During 2019, Walt Disney World and Disneyland added more than 400 vegan and vegetarian menu items at the restaurants in its theme parks, while Houston hosted a giant Vegan State Fair, and Denver organized its first Vegan Restaurant Week. In December, New York Governor Andrew Cuomo signed a law requiring hospitals in the state to offer vegan options at every meal.
Meat-heavy diets also generated arrests and satire in 2019. A skit on Saturday Night Live in March featuring Aidy Bryant and Kate McKinnon poked fun at people who love some animals while eating others. Then in August, massive raids by U.S. Immigrations and Customs Enforcement at seven chicken slaughtering plants in Mississippi led to 680 arrests and highlighted how the meat industry relies on questionable labor practices that encourage illegal immigration.
Yet there’s hope for a better future for workers and birds alike. That’s in part because in 2019, Harvard Law School launched the Animal Law & Policy Clinic to train up-and-coming attorneys in the field of animal rights. The future is unknowable, of course, but I predict 2020 serves up a hearty helping of vegan food news.
Avery Yale Kamila is a food writer who lives in Portland. She can be reached at
avery.kamila@gmail.com
Black Tie Vegan Date Cake With Vegan Chocolate Ganache
This vegan coffee cake, baked by Black Tie Company catering pastry chef Ashley Small and executive chef Avery Richter, won the popular vote as top dessert at the 2019 Maine Restaurant Week cocktail party in Portland. You will need a kitchen scale to make it.
Yield: 1 single layer 8-inch round cake or an 8- by 8-inch square cake
CAKE:
200 grams pitted Medjool dates
2 tablespoons finely ground coffee
1 1/4 cups full-fat coconut milk
200 grams self-rising flour
1 teaspoon baking soda
1 teaspoon pumpkin pie spice
1/2 teaspoon salt
2 tablespoons ground flaxseed
7 liquid ounces extra-virgin olive oil
175 grams brown sugar
Preheat the oven to 325 degrees F. Prepare the baking tin by spraying generously with canola spray. Line the pan with baking parchment.
Put the dates, coffee and coconut milk in a pot on the stovetop over medium heat. Let the mixture come to a boil, then let it simmer for a couple minutes to soften the dates.
Meanwhile, sift the flour, baking soda, pumpkin pie spice and salt into a bowl that will be big enough to hold all the batter.
When the date mixture is softened, transfer it to a food processor and process until smooth. Add the flaxseed, olive oil and brown sugar. Let this mixture cool to room temperature, then whisk it into the dry ingredients. Don’t overmix or the cake will be gummy. Scrape the batter into the prepared pan.
Bake the cake for 25 minutes. If there is no liquid batter on a skewer when you insert it in the center of the cake to test for doneness, the cake is ready. If not, bake the cake for 5 more minutes and check again.

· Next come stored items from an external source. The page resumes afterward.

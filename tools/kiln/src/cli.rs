//! Command-line interface definitions for kiln.

use std::path::PathBuf;

use clap::{Parser, Subcommand};

/// Incremental build orchestrator for C and C++ workspaces.
#[derive(Parser, Debug)]
#[command(name = "kiln", version, about)]
pub struct Cli {
    /// Subcommand to execute.
    #[command(subcommand)]
    pub command: Command,

    /// Workspace description file.
    #[arg(long, short = 'w', global = true, default_value = "workspace.kiln")]
    pub workspace: PathBuf,

    /// Configuration to build (defaults to the first one the workspace declares).
    #[arg(long, short = 'c', global = true)]
    pub config: Option<String>,

    /// Platform to build (defaults to the first one the workspace declares).
    #[arg(long, short = 'p', global = true)]
    pub platform: Option<String>,

    /// Suppress per-task output; show only errors and the final summary.
    #[arg(long, short = 'q', global = true, conflicts_with = "verbose")]
    pub quiet: bool,

    /// Enable verbose output with staleness reasons and timings.
    #[arg(long, short = 'v', global = true)]
    pub verbose: bool,

    /// Maximum number of parallel workers (0 or omitted = auto-detect from CPU count).
    #[arg(long, short = 'j', global = true)]
    pub jobs: Option<usize>,
}

/// Available subcommands.
#[derive(Subcommand, Debug)]
pub enum Command {
    /// Build a project (or the whole workspace) incrementally.
    Build(BuildArgs),
    /// Clean, then build from scratch.
    Rebuild(BuildArgs),
    /// Remove intermediate files and outputs.
    Clean(CleanArgs),
    /// Print the resolved configuration of a project or the workspace.
    Resolve(ResolveArgs),
}

/// Arguments for `build` and `rebuild`.
#[derive(Parser, Debug)]
pub struct BuildArgs {
    /// Only this project (by `Project.Name`).
    #[arg(long)]
    pub project: Option<String>,

    /// Do not build the project's dependencies first.
    #[arg(long)]
    pub no_deps: bool,
}

/// Arguments for `clean`.
#[derive(Parser, Debug)]
pub struct CleanArgs {
    /// Only this project (by `Project.Name`).
    #[arg(long)]
    pub project: Option<String>,
}

/// Arguments for `resolve`.
#[derive(Parser, Debug)]
pub struct ResolveArgs {
    /// Project to print; the workspace file when omitted.
    #[arg(long)]
    pub project: Option<String>,
}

While the cake cools, make the ganache.
GANACHE:
Use more maple syrup than suggested here if you prefer sweeter icing.
6-9 dates, pitted
1/4-1/2 cup maple syrup
1 (14-ounce) can full-fat coconut milk
250 grams unsweetened chocolate, chopped
1 teaspoon vanilla extract
Cook the dates with the maple syrup and coconut milk for several minutes in a medium-size pot on the stovetop until the dates start to break down. Process the mixture in the food processor until very smooth.
While the date mixture is still warm, add the chocolate and vanilla to the processor and process until chocolate has melted. Stop the processor and scrape down the sides. Run the processor again. Taste. If the mixture needs more maple syrup, add a couple tablespoons.
Pour the ganache over the cooled cake, spread evenly to ice, then refrigerate the cake to firm up.
OPTIONAL: Make a fruit compote with your favorite seasonal fruit, a dash of lemon juice and a little sugar. Combine this mixture in a pot and cook over medium-low heat on the stovetop until the fruit breaks down and resembles loose jam. Serve warm or at room temperature with the cake.